I’m a latecomer to the Eat, Pray, Love party. I bought the book five or six years ago, but didn’t connect with it at the time, so it sat on my shelf (or, more recently, in a box in a storage facility), unread. This is not unusual for me; I’ve often bought books and not read them until later—sometime years later. I’ve come to believe that I read books when it’s the right time for me to read them, and this was certainly the case with Eat, Pray, Love.
Anyway, I began following Elizabeth Gilbert on Facebook a few months ago, while I was in my limbo period at my mom’s, waiting for the house in NC to become available. I think someone re-posted a quote/status update of hers that I liked one day, and when I realized she had a page, I thought, “Why not?”
As I read more of her posts, I decided that I rather liked Liz, and suddenly I very much wanted to read her book, so I resolved to do so when I finally got to the new house. Once I’d unearthed it from the mountain of book boxes, I read a bit at a time, which allowed me to mull over things that Liz or ‘Richard from Texas’ or some other person in the book said that struck me. Several times, I found myself wanting to post whole passages from the book here on pathwriter, but kept thinking, maybe later.
Then I read Chapter 69. The tears welled, and a lump rose in my throat, and I knew this was the passage I had to post.
At this point in the book, Liz is at the end of a four-month stay in an ashram in India. Her time there has brought inner changes that the more seasoned ashram residents warn her will only truly be revealed once she is back in the “real” world. (I’ll bet. A measly 10-day retreat shifted things for me; I can only imagine what four months would do.) Which brings us to the passage:
By the way, I found my word.
I found it in the library, of course, bookworm that I am. I’d been wondering about my word ever since that afternoon back in Rome when my Italian friend had told me that Rome’s word is SEX, and had asked what mine was. I didn’t know the answer then, but kind of figured my word would show up eventually, and that I’d recognize it when I saw it.
So I saw it during my last week at the Ashram. I was reading through an old text about Yoga, when I found a description of ancient spiritual seekers. A Sanskrit word appeared in the paragraph: ANTEVASIN. It means “one who lives at the border.” In ancient times this was a literal description. It indicated a person who had left the bustling center of worldly life to go live at the edge of the forest where the spiritual masters dwelled. The antevasin was not one of the villagers anymore—not a householder with a conventional life. But neither was he yet a transcendent—not one of those sages who live deep in the unexplored woods, fully realized. He was a border-dweller. He lived in sight of both worlds, but he looked toward the unknown. And he was a scholar.

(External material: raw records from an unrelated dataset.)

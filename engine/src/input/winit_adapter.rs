//! Winit host adapter.
//!
//! Translates winit `WindowEvent`s into [`RawInput`] for the manager. winit
//! reports cursor position, buttons and modifiers as separate events, so
//! the adapter tracks them and stamps each raw event with the full state.

use winit::event::{ElementState, MouseButton as WinitButton, MouseScrollDelta, WindowEvent};
use winit::keyboard::{KeyCode as WinitKey, PhysicalKey};

use super::event::{ButtonMask, MouseButton, Position, PointerType, RawEventType, RawInput, ScrollDelta};
use super::keyboard::{KeyCode, ModifierState};

/// winit reports a single mouse pointer.
const MOUSE_POINTER_ID: u32 = 1;

/// Stateful `WindowEvent` to [`RawInput`] translator.
#[derive(Debug, Clone, Default)]
pub struct WinitInputAdapter {
    cursor: Position,
    buttons: ButtonMask,
    modifiers: ModifierState,
}

impl WinitInputAdapter {
    pub fn new() -> Self {
        Self::default()
    }

    /// Last known cursor position in window pixels.
    pub fn cursor(&self) -> Position {
        self.cursor
    }

    /// Translate one window event. Events with no input meaning
    /// (resize, redraw, modifier changes) return `None`.
    pub fn translate(&mut self, event: &WindowEvent) -> Option<RawInput> {
        match event {
            WindowEvent::CursorMoved { position, .. } => {
                self.cursor = Position::new(position.x as f32, position.y as f32);
                Some(self.pointer(RawEventType::PointerMove))
            }
            WindowEvent::CursorLeft { .. } => {
                self.buttons = ButtonMask::none();
                Some(self.pointer(RawEventType::PointerLeave))
            }
            WindowEvent::MouseInput { state, button, .. } => {
                let button = map_button(*button);
                let pressed = *state == ElementState::Pressed;
                self.buttons.set(button, pressed);
                let event_type = if pressed {
                    RawEventType::PointerDown
                } else {
                    RawEventType::PointerUp
                };
                Some(self.pointer(event_type).with_button(button))
            }
            WindowEvent::MouseWheel { delta, .. } => {
                let delta = match delta {
                    MouseScrollDelta::LineDelta(x, y) => ScrollDelta::from_lines(*x, *y),
                    MouseScrollDelta::PixelDelta(pos) => ScrollDelta::from_pixels(pos.x, pos.y),
                };
                Some(RawInput {
                    wheel: Some(delta),
                    ..self.pointer(RawEventType::Wheel)
                })
            }
            WindowEvent::ModifiersChanged(modifiers) => {
                let state = modifiers.state();
                self.modifiers = ModifierState {
                    shift: state.shift_key(),
                    ctrl: state.control_key(),
                    alt: state.alt_key(),
                    meta: state.super_key(),
                };
                None
            }
            WindowEvent::KeyboardInput { event, .. } => {
                let key = match event.physical_key {
                    PhysicalKey::Code(code) => map_key(code),
                    PhysicalKey::Unidentified(_) => KeyCode::Unknown,
                };
                let raw = if event.state == ElementState::Pressed {
                    RawInput::key_down(key)
                } else {
                    RawInput::key_up(key)
                };
                Some(
                    raw.at(self.cursor.x, self.cursor.y)
                        .with_modifiers(self.modifiers),
                )
            }
            _ => None,
        }
    }

    fn pointer(&self, event_type: RawEventType) -> RawInput {
        RawInput::new(event_type, self.cursor.x, self.cursor.y)
            .with_buttons(self.buttons)
            .with_pointer(MOUSE_POINTER_ID, PointerType::Mouse)
            .with_modifiers(self.modifiers)
    }
}

fn map_button(button: WinitButton) -> MouseButton {
    match button {
        WinitButton::Left => MouseButton::Left,
        WinitButton::Right => MouseButton::Right,
        WinitButton::Middle => MouseButton::Middle,
        WinitButton::Back => MouseButton::Other(3),
        WinitButton::Forward => MouseButton::Other(4),
        WinitButton::Other(n) => MouseButton::Other(n),
    }
}

/// Map a winit physical key to the platform-neutral key code.
pub fn map_key(key: WinitKey) -> KeyCode {
    match key {
        WinitKey::ArrowUp => KeyCode::ArrowUp,
        WinitKey::ArrowDown => KeyCode::ArrowDown,
        WinitKey::ArrowLeft => KeyCode::ArrowLeft,
        WinitKey::ArrowRight => KeyCode::ArrowRight,
        WinitKey::Digit1 => KeyCode::Digit1,
        WinitKey::Digit2 => KeyCode::Digit2,
        WinitKey::Digit3 => KeyCode::Digit3,
        WinitKey::Digit4 => KeyCode::Digit4,
        WinitKey::NumpadAdd => KeyCode::NumpadAdd,
        WinitKey::NumpadSubtract => KeyCode::NumpadSubtract,
        WinitKey::NumpadEnter => KeyCode::NumpadEnter,
        WinitKey::Escape => KeyCode::Escape,
        WinitKey::Enter => KeyCode::Enter,
        WinitKey::Backspace => KeyCode::Backspace,
        WinitKey::Delete => KeyCode::Delete,
        WinitKey::Tab => KeyCode::Tab,
        WinitKey::Space => KeyCode::Space,
        WinitKey::ShiftLeft => KeyCode::ShiftLeft,
        WinitKey::ShiftRight => KeyCode::ShiftRight,
        WinitKey::ControlLeft => KeyCode::ControlLeft,
        WinitKey::ControlRight => KeyCode::ControlRight,
        WinitKey::AltLeft => KeyCode::AltLeft,
        WinitKey::AltRight => KeyCode::AltRight,
        WinitKey::Minus => KeyCode::Minus,
        WinitKey::Equal => KeyCode::Equal,
        _ => KeyCode::Unknown,
    }
}

#[cfg(test)]
mod tests {
    use super::*;

    #[test]
    fn test_key_mapping() {
        assert_eq!(map_key(WinitKey::ArrowLeft), KeyCode::ArrowLeft);
        assert_eq!(map_key(WinitKey::NumpadEnter), KeyCode::NumpadEnter);
        assert_eq!(map_key(WinitKey::KeyQ), KeyCode::Unknown);
    }

    #[test]
    fn test_button_mapping() {
        assert_eq!(map_button(WinitButton::Left), MouseButton::Left);
        assert_eq!(map_button(WinitButton::Back).mask_bit(), ButtonMask::BACK);
        assert_eq!(map_button(WinitButton::Other(7)), MouseButton::Other(7));
    }

    #[test]
    fn test_pointer_events_carry_cursor_state() {
        let adapter = WinitInputAdapter {
            cursor: Position::new(12.0, 34.0),
            buttons: ButtonMask::only(MouseButton::Left),
            modifiers: ModifierState {
                shift: true,
                ..ModifierState::default()
            },
        };
        let raw = adapter.pointer(RawEventType::PointerMove);

        assert_eq!(raw.client, Position::new(12.0, 34.0));
        assert!(raw.buttons.is_pressed(MouseButton::Left));
        assert_eq!(raw.pointer_type, Some(PointerType::Mouse));
        assert!(raw.modifiers.shift);
    }
}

When I read this description of the antevasin, I got so excited I gave a little bark of recognition. That’s my word, baby! In the modern age, of course, that image of an unexplored forest would have to be figurative, and the border would have to be figurative, too. But you can still live there. You can still live on that shimmering line between your old thinking and your new understanding, always in a state of learning. In the figurative sense, this is a border that is always moving—as you advance forward in your studies and realizations, that mysterious forest of the unknown always stays a few a feet ahead of you, so you have to travel light in order to keep following it. You have to stay mobile, movable, supple. Slippery, even. Which is funny, because just the day before, my friend, the poet/plumber from New Zealand had left the Ashram, and on his way out the door, he’d handed me a friendly little good-bye poem about my journey. I remembered this verse:
Elizabeth, betwixt and between
Italian phrases and Bali dreams
Elizabeth, between and betwixt
Sometimes as slippery as a fish
I’ve spent so much time these last years wondering what I’m supposed to be. A wife? A mother? A lover? A celibate? An Italian? A glutton? A traveler? An artist? A Yogi? But I’m not any of these things, at least not completely. And I’m not Crazy Aunt Liz, either. I’m just a slippery antevasin—betwixt and between—a student on the ever-shifting border near the wonderful, scary forest of the new.
As I read the description of antevasin, I had the same reaction as Liz: That’s me! That’s my word!
I, too, have lived my life poised on the fringe, never really being on the outside, but never really fitting in. Even when I appeared to others to be a part of a group, I always felt somehow not...as in, not whatever-it-was-that-I-was-expected-to-be. It’s only now, in hindsight, that I see that this sense of being a “border-dweller” has been with me all along.
I’m not sure what to do with this realization yet. I guess it makes me feel a little less crazy for feeling, well…a little crazy at times. I’ve felt the pull towards the unknown that Liz talks about—a pull that I consistently fail to be able to explain or articulate, even to myself. I’ve experienced the border moving just out of reach, again and again…especially the last two or three years. I, too, have spent a lot of time these last few years wondering what I’m supposed to be. And I’ve wondered if I’ll ever really feel settled or at home. With the discovery of antevasin, the border has shifted yet again, but this time, it seems I am tasked not with figuring out how and where I fit in, but instead with coming to terms with the fact that I don’t—and that maybe I’m not supposed to.